Will you transcribe the entries that follow, exactly and in full?

[SOURCE RECORDS — start]

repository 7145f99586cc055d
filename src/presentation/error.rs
use crate::domain::error::DomainError;
use crate::presentation::flash::Flash;
use crate::presentation::views::{ErrorTemplate, Layout};
use actix_web::http::StatusCode;
use actix_web::http::header::{self, ContentType};
use actix_web::{HttpResponse, ResponseError};
use askama::Template;
use thiserror::Error;
use tracing::{error, warn};

/// Centralized error handling for the site. Handlers return this and
/// actix turns it into a page or a redirect.
#[derive(Error, Debug)]
pub enum SiteError {
    #[error("Validation error: {0}")]
    Validation(String),
    #[error("Not found: {0}")]
    NotFound(String),
    #[error("Conflict: {0}")]
    Conflict(String),
    #[error("Unauthorized: {0}")]
    Unauthorized(String),
    #[error("Login required")]
    NotAuthenticated,
    #[error("Administrator access required")]
    NotAdmin,
    #[error("Database error: {0}")]
    Database(String),
    #[error("Internal error: {0}")]
    Internal(String),
}

impl SiteError {
    fn user_message(&self) -> String {
        match self {
            SiteError::Validation(msg)
            | SiteError::NotFound(msg)
            | SiteError::Conflict(msg)
            | SiteError::Unauthorized(msg) => msg.clone(),
            // Storage and internal details stay in the logs.
            SiteError::Database(_) | SiteError::Internal(_) => {
                "Something went wrong. Please try again later.".to_string()
            }
            SiteError::NotAuthenticated | SiteError::NotAdmin => self.to_string(),
        }
    }
}

impl ResponseError for SiteError {
    fn status_code(&self) -> StatusCode {
        match self {
            SiteError::Validation(_) => StatusCode::BAD_REQUEST,
            SiteError::NotFound(_) => StatusCode::NOT_FOUND,
            SiteError::Conflict(_) => StatusCode::CONFLICT,
            SiteError::Unauthorized(_) => StatusCode::UNAUTHORIZED,
            SiteError::NotAuthenticated | SiteError::NotAdmin => StatusCode::SEE_OTHER,
            SiteError::Database(_) | SiteError::Internal(_) => StatusCode::INTERNAL_SERVER_ERROR,
        }
    }

    fn error_response(&self) -> HttpResponse {
        let status = self.status_code();
        let error_msg = self.to_string();

        match self {
            SiteError::NotAuthenticated => {
                warn!(error = %error_msg, "Redirecting anonymous visitor to login");
                return HttpResponse::SeeOther()
                    .insert_header((header::LOCATION, "/login"))
                    .cookie(Flash::LoginRequired.cookie())
                    .finish();
            }
            SiteError::NotAdmin => {
                warn!(error = %error_msg, "Redirecting non-admin away from admin page");
                return HttpResponse::SeeOther()
                    .insert_header((header::LOCATION, "/"))
                    .finish();
            }
            SiteError::Validation(_)
            | SiteError::NotFound(_)
            | SiteError::Conflict(_)
            | SiteError::Unauthorized(_) => {
                warn!(error = %error_msg, status = %status, "Request rejected")
            }
            SiteError::Database(_) => {
                error!(error = %error_msg, status = %status, "Database error")
            }
            SiteError::Internal(_) => {
                error!(error = %error_msg, status = %status, "Internal error")
            }
        }

        let page = ErrorTemplate {
            layout: Layout::bare("Error"),
            status: status.as_u16(),
            message: self.user_message(),
        };

        match page.render() {
            Ok(html) => HttpResponse::build(status)
                .content_type(ContentType::html())
                .body(html),
            Err(e) => {
                error!(error = %e, "Failed to render error page");
                HttpResponse::build(status)
                    .content_type(ContentType::plaintext())
                    .body(self.user_message())
            }
        }
    }
}

impl From<anyhow::Error> for SiteError {
    fn from(err: anyhow::Error) -> Self {
        match err.downcast_ref::<DomainError>() {
            Some(DomainError::EmailTaken) => SiteError::Conflict(DomainError::EmailTaken.to_string()),
            Some(DomainError::HotelNotFound(id)) => {
                SiteError::NotFound(format!("Hotel not found: {}", id))
            }
            Some(DomainError::Validation(msg)) => SiteError::Validation(msg.clone()),
            Some(DomainError::Unauthorized(msg)) => SiteError::Unauthorized(msg.clone()),
            Some(DomainError::Internal(msg)) => SiteError::Internal(msg.clone()),
            None => SiteError::Database(err.to_string()),
        }
    }
}
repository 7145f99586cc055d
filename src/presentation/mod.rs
pub mod auth;
pub mod error;
pub mod flash;
pub mod handlers;
pub mod middleware;
pub mod routes;
pub mod views;
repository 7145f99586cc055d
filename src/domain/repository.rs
use crate::domain::hotel::Hotel;
use crate::domain::order::Order;
use crate::domain::session::Session;
use crate::domain::user::User;
use anyhow::Result;
use async_trait::async_trait;
use chrono::{DateTime, Utc};

#[async_trait]
pub trait UserRepository: Send + Sync {
    /// Stores a new user. Fails with `DomainError::EmailTaken` when the
    /// email is already registered.
    async fn insert_user(&self, user: User) -> Result<()>;
    async fn find_user_by_email(&self, email: &str) -> Result<Option<User>>;
    async fn find_user_by_id(&self, id: &str) -> Result<Option<User>>;
}

#[async_trait]
pub trait HotelRepository: Send + Sync {
    async fn save_hotel(&self, hotel: Hotel) -> Result<()>;
    async fn find_hotel_by_id(&self, id: &str) -> Result<Option<Hotel>>;
    async fn list_hotels(&self) -> Result<Vec<Hotel>>;
}

#[async_trait]
pub trait OrderRepository: Send + Sync {
    async fn save_order(&self, order: Order) -> Result<()>;
    async fn find_orders_by_user(&self, user_id: &str) -> Result<Vec<Order>>;
    async fn list_orders(&self) -> Result<Vec<Order>>;
}

#[async_trait]
pub trait SessionRepository: Send + Sync {
    async fn save_session(&self, session: Session) -> Result<()>;
    async fn find_session(&self, id: &str) -> Result<Option<Session>>;
    async fn delete_session(&self, id: &str) -> Result<bool>;
    /// Removes every session that expired before `now`. Returns how many
    /// were removed.
    async fn delete_expired(&self, now: DateTime<Utc>) -> Result<usize>;
}
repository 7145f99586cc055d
pub mod config;
pub mod logging;
pub mod security;
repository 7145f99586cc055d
use tracing_subscriber::{EnvFilter, layer::SubscriberExt, util::SubscriberInitExt};

const DEFAULT_FILTER: &str = "info,hotel_booking=debug";

/// Installs the global subscriber. `RUST_LOG` overrides the default filter.
pub fn init_logging() {
    let filter = EnvFilter::try_from_default_env()
        .unwrap_or_else(|_| EnvFilter::new(DEFAULT_FILTER));

    tracing_subscriber::registry()
        .with(filter)
        .with(tracing_subscriber::fmt::layer().with_target(true))
        .init();
}
use crate::presentation::auth::{login_get, login_post, logout, sign_up_get, sign_up_post};
use crate::presentation::handlers::{
    all_orders, book, booking_confirmation, health_check, hotel_detail, index, my_account,
    order_placed,
};
use actix_web::web;

/// Registers every route of the site. Shared by the server and the tests.
pub fn configure(cfg: &mut web::ServiceConfig) {
    cfg.route("/", web::get().to(index))
        .route("/health", web::get().to(health_check))
        .route("/hotels/{id}", web::get().to(hotel_detail))
        .route("/book", web::get().to(book))
        .route("/sign-up", web::get().to(sign_up_get))
        .route("/sign-up", web::post().to(sign_up_post))
        .route("/login", web::get().to(login_get))
        .route("/login", web::post().to(login_post))
        .route("/logout", web::get().to(logout))
        .route("/confirmation/{data}", web::get().to(booking_confirmation))
        .route("/order-placed/{data}", web::post().to(order_placed))
        .route("/my-account", web::get().to(my_account))
        .route("/orders", web::get().to(all_orders));
}
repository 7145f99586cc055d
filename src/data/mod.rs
pub mod hotel_repository;
pub mod order_repository;
pub mod session_repository;
pub mod user_repository;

[SOURCE RECORDS — finish]

* TASK RESPONSE *
repository 7145f99586cc055d
filename src/presentation/error.rs
use crate::domain::error::DomainError;
use crate::presentation::flash::Flash;
use crate::presentation::views::{ErrorTemplate, Layout};
use actix_web::http::StatusCode;
use actix_web::http::header::{self, ContentType};
use actix_web::{HttpResponse, ResponseError};
use askama::Template;
use thiserror::Error;
use tracing::{error, warn};

/// Centralized error handling for the site. Handlers return this and
/// actix turns it into a page or a redirect.
#[derive(Error, Debug)]
pub enum SiteError {
    #[error("Validation error: {0}")]
    Validation(String),
    #[error("Not found: {0}")]
    NotFound(String),
    #[error("Conflict: {0}")]
    Conflict(String),
    #[error("Unauthorized: {0}")]
    Unauthorized(String),
    #[error("Login required")]
    NotAuthenticated,
    #[error("Administrator access required")]
    NotAdmin,
    #[error("Database error: {0}")]
    Database(String),
    #[error("Internal error: {0}")]
    Internal(String),
}

impl SiteError {
    fn user_message(&self) -> String {
        match self {
            SiteError::Validation(msg)
            | SiteError::NotFound(msg)
            | SiteError::Conflict(msg)
            | SiteError::Unauthorized(msg) => msg.clone(),
            // Storage and internal details stay in the logs.
            SiteError::Database(_) | SiteError::Internal(_) => {
                "Something went wrong. Please try again later.".to_string()
            }
            SiteError::NotAuthenticated | SiteError::NotAdmin => self.to_string(),
        }
    }
}

impl ResponseError for SiteError {
    fn status_code(&self) -> StatusCode {
        match self {
            SiteError::Validation(_) => StatusCode::BAD_REQUEST,
            SiteError::NotFound(_) => StatusCode::NOT_FOUND,
            SiteError::Conflict(_) => StatusCode::CONFLICT,
            SiteError::Unauthorized(_) => StatusCode::UNAUTHORIZED,
            SiteError::NotAuthenticated | SiteError::NotAdmin => StatusCode::SEE_OTHER,
            SiteError::Database(_) | SiteError::Internal(_) => StatusCode::INTERNAL_SERVER_ERROR,
        }
    }

    fn error_response(&self) -> HttpResponse {
        let status = self.status_code();
        let error_msg = self.to_string();

        match self {
            SiteError::NotAuthenticated => {
                warn!(error = %error_msg, "Redirecting anonymous visitor to login");
                return HttpResponse::SeeOther()
                    .insert_header((header::LOCATION, "/login"))
                    .cookie(Flash::LoginRequired.cookie())
                    .finish();
            }
            SiteError::NotAdmin => {
                warn!(error = %error_msg, "Redirecting non-admin away from admin page");
                return HttpResponse::SeeOther()
                    .insert_header((header::LOCATION, "/"))
                    .finish();
            }
            SiteError::Validation(_)
            | SiteError::NotFound(_)
            | SiteError::Conflict(_)
            | SiteError::Unauthorized(_) => {
                warn!(error = %error_msg, status = %status, "Request rejected")
            }
            SiteError::Database(_) => {
                error!(error = %error_msg, status = %status, "Database error")
            }
            SiteError::Internal(_) => {
                error!(error = %error_msg, status = %status, "Internal error")
            }
        }

        let page = ErrorTemplate {
            layout: Layout::bare("Error"),
            status: status.as_u16(),
            message: self.user_message(),
        };

        match page.render() {
            Ok(html) => HttpResponse::build(status)
                .content_type(ContentType::html())
                .body(html),
            Err(e) => {
                error!(error = %e, "Failed to render error page");
                HttpResponse::build(status)
                    .content_type(ContentType::plaintext())
                    .body(self.user_message())
            }
        }
    }
}

impl From<anyhow::Error> for SiteError {
    fn from(err: anyhow::Error) -> Self {
        match err.downcast_ref::<DomainError>() {
            Some(DomainError::EmailTaken) => SiteError::Conflict(DomainError::EmailTaken.to_string()),
            Some(DomainError::HotelNotFound(id)) => {
                SiteError::NotFound(format!("Hotel not found: {}", id))
            }
            Some(DomainError::Validation(msg)) => SiteError::Validation(msg.clone()),
            Some(DomainError::Unauthorized(msg)) => SiteError::Unauthorized(msg.clone()),
            Some(DomainError::Internal(msg)) => SiteError::Internal(msg.clone()),
            None => SiteError::Database(err.to_string()),
        }
    }
}
repository 7145f99586cc055d
filename src/presentation/mod.rs
pub mod auth;
pub mod error;
pub mod flash;
pub mod handlers;
pub mod middleware;
pub mod routes;
pub mod views;
repository 7145f99586cc055d
filename src/domain/repository.rs
use crate::domain::hotel::Hotel;
use crate::domain::order::Order;
use crate::domain::session::Session;
use crate::domain::user::User;
use anyhow::Result;
use async_trait::async_trait;
use chrono::{DateTime, Utc};

#[async_trait]
pub trait UserRepository: Send + Sync {
    /// Stores a new user. Fails with `DomainError::EmailTaken` when the
    /// email is already registered.
    async fn insert_user(&self, user: User) -> Result<()>;
    async fn find_user_by_email(&self, email: &str) -> Result<Option<User>>;
    async fn find_user_by_id(&self, id: &str) -> Result<Option<User>>;
}

#[async_trait]
pub trait HotelRepository: Send + Sync {
    async fn save_hotel(&self, hotel: Hotel) -> Result<()>;
    async fn find_hotel_by_id(&self, id: &str) -> Result<Option<Hotel>>;
    async fn list_hotels(&self) -> Result<Vec<Hotel>>;
}

#[async_trait]
pub trait OrderRepository: Send + Sync {
    async fn save_order(&self, order: Order) -> Result<()>;
    async fn find_orders_by_user(&self, user_id: &str) -> Result<Vec<Order>>;
    async fn list_orders(&self) -> Result<Vec<Order>>;
}

#[async_trait]
pub trait SessionRepository: Send + Sync {
    async fn save_session(&self, session: Session) -> Result<()>;
    async fn find_session(&self, id: &str) -> Result<Option<Session>>;
    async fn delete_session(&self, id: &str) -> Result<bool>;
    /// Removes every session that expired before `now`. Returns how many
    /// were removed.
    async fn delete_expired(&self, now: DateTime<Utc>) -> Result<usize>;
}
repository 7145f99586cc055d
pub mod config;
pub mod logging;
pub mod security;
repository 7145f99586cc055d
use tracing_subscriber::{EnvFilter, layer::SubscriberExt, util::SubscriberInitExt};

const DEFAULT_FILTER: &str = "info,hotel_booking=debug";

/// Installs the global subscriber. `RUST_LOG` overrides the default filter.
pub fn init_logging() {
    let filter = EnvFilter::try_from_default_env()
        .unwrap_or_else(|_| EnvFilter::new(DEFAULT_FILTER));

    tracing_subscriber::registry()
        .with(filter)
        .with(tracing_subscriber::fmt::layer().with_target(true))
        .init();
}
use crate::presentation::auth::{login_get, login_post, logout, sign_up_get, sign_up_post};
use crate::presentation::handlers::{
    all_orders, book, booking_confirmation, health_check, hotel_detail, index, my_account,
    order_placed,
};
use actix_web::web;

/// Registers every route of the site. Shared by the server and the tests.
pub fn configure(cfg: &mut web::ServiceConfig) {
    cfg.route("/", web::get().to(index))
        .route("/health", web::get().to(health_check))
        .route("/hotels/{id}", web::get().to(hotel_detail))
        .route("/book", web::get().to(book))
        .route("/sign-up", web::get().to(sign_up_get))
        .route("/sign-up", web::post().to(sign_up_post))
        .route("/login", web::get().to(login_get))
        .route("/login", web::post().to(login_post))
        .route("/logout", web::get().to(logout))
        .route("/confirmation/{data}", web::get().to(booking_confirmation))
        .route("/order-placed/{data}", web::post().to(order_placed))
        .route("/my-account", web::get().to(my_account))
        .route("/orders", web::get().to(all_orders));
}
repository 7145f99586cc055d
filename src/data/mod.rs
pub mod hotel_repository;
pub mod order_repository;
pub mod session_repository;
pub mod user_repository;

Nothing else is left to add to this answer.